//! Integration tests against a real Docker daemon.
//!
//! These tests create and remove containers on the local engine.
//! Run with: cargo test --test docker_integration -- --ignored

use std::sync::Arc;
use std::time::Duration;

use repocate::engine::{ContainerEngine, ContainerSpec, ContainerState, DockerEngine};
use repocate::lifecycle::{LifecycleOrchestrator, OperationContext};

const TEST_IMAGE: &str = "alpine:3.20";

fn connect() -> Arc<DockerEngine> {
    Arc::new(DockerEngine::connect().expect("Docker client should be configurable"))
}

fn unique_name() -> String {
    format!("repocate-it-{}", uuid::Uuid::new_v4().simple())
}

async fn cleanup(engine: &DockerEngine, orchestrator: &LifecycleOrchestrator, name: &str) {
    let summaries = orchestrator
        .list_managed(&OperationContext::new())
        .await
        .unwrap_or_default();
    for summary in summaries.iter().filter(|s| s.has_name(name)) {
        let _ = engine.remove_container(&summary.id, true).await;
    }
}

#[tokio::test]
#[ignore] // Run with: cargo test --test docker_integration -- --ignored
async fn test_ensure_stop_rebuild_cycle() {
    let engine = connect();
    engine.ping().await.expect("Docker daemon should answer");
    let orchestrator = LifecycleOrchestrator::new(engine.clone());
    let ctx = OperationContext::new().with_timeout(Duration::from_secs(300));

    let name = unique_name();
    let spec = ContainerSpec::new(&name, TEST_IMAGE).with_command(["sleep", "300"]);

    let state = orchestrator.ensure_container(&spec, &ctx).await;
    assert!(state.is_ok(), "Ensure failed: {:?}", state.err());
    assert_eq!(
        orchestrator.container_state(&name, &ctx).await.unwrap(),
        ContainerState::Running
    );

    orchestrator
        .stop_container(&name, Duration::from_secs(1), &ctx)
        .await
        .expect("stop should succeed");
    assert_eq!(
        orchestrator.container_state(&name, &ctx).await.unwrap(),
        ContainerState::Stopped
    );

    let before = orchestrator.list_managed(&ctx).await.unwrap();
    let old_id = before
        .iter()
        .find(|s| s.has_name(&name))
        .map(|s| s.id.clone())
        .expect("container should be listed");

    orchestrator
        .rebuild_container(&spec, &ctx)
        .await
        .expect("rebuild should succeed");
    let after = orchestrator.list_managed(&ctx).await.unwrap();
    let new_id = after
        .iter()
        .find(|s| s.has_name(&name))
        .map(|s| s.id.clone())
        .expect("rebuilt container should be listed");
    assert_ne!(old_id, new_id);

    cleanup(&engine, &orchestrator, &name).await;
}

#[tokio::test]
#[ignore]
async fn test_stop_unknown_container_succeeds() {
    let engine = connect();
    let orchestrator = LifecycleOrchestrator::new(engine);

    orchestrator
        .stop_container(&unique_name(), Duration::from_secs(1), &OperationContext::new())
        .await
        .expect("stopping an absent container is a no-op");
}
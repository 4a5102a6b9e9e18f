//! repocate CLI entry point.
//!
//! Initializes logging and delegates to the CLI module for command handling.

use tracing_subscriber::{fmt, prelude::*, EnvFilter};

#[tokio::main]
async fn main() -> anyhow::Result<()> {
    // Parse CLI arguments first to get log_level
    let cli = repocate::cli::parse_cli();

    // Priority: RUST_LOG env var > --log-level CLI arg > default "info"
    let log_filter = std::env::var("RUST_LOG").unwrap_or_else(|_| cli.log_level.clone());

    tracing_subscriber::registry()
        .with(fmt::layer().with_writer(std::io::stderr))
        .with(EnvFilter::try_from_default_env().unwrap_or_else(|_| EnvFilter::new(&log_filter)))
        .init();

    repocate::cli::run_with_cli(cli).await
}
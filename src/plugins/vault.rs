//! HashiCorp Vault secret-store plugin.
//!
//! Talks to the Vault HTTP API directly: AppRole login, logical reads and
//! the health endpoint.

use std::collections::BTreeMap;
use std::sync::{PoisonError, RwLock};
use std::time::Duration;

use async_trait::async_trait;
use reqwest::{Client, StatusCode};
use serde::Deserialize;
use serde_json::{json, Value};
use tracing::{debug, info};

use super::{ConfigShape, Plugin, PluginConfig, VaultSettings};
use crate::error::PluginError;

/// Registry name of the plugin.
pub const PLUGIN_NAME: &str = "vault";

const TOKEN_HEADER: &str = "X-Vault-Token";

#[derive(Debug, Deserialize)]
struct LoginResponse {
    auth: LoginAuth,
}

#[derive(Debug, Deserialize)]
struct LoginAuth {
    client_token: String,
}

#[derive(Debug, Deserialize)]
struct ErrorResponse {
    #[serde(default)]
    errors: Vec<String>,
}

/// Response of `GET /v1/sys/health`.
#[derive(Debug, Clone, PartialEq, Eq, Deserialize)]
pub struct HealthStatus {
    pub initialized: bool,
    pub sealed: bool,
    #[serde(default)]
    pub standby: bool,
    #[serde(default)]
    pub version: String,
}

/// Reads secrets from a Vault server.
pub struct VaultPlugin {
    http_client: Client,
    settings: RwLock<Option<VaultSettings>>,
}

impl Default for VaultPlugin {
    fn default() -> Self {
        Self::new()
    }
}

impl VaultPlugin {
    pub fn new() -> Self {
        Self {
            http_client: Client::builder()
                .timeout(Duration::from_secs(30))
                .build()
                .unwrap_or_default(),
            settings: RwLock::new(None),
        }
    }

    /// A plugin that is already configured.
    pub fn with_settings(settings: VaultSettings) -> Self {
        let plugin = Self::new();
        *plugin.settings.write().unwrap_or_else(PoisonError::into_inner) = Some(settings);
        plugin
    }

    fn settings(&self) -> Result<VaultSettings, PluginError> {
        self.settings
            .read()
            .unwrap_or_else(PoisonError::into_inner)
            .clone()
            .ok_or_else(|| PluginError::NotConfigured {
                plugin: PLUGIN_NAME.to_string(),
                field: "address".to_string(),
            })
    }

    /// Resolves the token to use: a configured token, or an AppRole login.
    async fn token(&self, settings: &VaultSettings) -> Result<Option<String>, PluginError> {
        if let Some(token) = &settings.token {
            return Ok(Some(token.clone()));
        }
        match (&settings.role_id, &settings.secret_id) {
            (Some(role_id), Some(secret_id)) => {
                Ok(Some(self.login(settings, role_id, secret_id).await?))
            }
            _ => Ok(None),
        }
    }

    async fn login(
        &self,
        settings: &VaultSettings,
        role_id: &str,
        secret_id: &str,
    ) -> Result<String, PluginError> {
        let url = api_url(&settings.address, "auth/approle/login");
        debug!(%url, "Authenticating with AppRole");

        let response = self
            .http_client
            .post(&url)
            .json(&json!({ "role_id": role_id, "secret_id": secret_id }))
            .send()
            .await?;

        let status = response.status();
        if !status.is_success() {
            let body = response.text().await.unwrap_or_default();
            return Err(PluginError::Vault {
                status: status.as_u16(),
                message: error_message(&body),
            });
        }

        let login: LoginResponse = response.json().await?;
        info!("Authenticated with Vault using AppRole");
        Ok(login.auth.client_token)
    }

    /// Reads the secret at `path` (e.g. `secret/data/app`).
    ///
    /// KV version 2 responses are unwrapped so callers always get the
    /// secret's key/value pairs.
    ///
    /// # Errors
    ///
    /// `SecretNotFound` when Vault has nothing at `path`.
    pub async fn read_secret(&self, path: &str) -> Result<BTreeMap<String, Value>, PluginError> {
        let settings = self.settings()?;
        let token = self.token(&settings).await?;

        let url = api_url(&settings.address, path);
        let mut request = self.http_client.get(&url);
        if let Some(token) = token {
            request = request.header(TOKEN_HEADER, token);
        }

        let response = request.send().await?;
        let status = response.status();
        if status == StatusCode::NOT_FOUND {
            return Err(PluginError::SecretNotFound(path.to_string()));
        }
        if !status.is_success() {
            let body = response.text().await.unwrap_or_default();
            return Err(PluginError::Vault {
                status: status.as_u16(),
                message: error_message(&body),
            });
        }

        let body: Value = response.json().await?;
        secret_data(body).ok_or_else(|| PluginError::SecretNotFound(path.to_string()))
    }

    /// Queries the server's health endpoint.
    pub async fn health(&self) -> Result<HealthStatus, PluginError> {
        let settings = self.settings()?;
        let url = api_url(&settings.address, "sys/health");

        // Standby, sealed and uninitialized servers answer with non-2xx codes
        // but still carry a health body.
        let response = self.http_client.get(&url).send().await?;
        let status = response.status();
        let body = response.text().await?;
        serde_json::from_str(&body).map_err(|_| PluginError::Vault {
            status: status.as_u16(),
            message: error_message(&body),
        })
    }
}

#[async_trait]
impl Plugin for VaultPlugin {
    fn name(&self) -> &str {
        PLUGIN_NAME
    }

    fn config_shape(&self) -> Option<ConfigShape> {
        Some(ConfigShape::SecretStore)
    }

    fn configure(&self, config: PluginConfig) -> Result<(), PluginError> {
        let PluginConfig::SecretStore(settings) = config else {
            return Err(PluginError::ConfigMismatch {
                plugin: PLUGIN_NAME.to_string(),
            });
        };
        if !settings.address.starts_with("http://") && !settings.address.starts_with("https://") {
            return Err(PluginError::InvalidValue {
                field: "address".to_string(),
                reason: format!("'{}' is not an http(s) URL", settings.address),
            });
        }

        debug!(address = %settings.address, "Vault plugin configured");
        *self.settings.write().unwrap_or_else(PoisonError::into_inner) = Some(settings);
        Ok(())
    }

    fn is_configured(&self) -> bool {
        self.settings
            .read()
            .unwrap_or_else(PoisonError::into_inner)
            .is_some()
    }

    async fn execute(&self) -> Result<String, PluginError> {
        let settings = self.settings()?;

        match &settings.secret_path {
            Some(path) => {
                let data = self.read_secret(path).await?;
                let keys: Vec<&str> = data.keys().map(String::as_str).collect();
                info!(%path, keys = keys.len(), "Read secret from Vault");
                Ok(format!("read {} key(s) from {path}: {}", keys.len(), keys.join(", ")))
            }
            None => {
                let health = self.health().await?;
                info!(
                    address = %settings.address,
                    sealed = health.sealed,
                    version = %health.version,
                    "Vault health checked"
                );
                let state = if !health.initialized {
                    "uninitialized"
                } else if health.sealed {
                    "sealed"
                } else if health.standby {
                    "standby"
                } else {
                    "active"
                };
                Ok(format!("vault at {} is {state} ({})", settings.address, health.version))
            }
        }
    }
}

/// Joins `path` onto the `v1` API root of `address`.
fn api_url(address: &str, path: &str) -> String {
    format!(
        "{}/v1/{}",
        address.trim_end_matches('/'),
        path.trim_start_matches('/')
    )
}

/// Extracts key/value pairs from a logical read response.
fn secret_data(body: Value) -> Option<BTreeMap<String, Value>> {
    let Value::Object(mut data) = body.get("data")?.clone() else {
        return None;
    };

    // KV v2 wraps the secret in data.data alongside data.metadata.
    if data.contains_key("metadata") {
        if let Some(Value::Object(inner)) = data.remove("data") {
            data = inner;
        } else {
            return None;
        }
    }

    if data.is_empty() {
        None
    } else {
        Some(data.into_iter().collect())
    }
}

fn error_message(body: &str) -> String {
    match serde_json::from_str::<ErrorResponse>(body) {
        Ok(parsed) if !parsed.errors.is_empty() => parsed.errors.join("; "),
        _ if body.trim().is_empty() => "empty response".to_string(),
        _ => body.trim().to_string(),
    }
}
○ ○ ○ ○ ○ ○ ○
Search the data for the word "VaultSettings" and copy each line where it appears.

→ **WRITTEN SOLUTION**:
use super::{ConfigShape, Plugin, PluginConfig, VaultSettings};
    settings: RwLock<Option<VaultSettings>>,
    pub fn with_settings(settings: VaultSettings) -> Self {
    fn settings(&self) -> Result<VaultSettings, PluginError> {
    async fn token(&self, settings: &VaultSettings) -> Result<Option<String>, PluginError> {
        settings: &VaultSettings,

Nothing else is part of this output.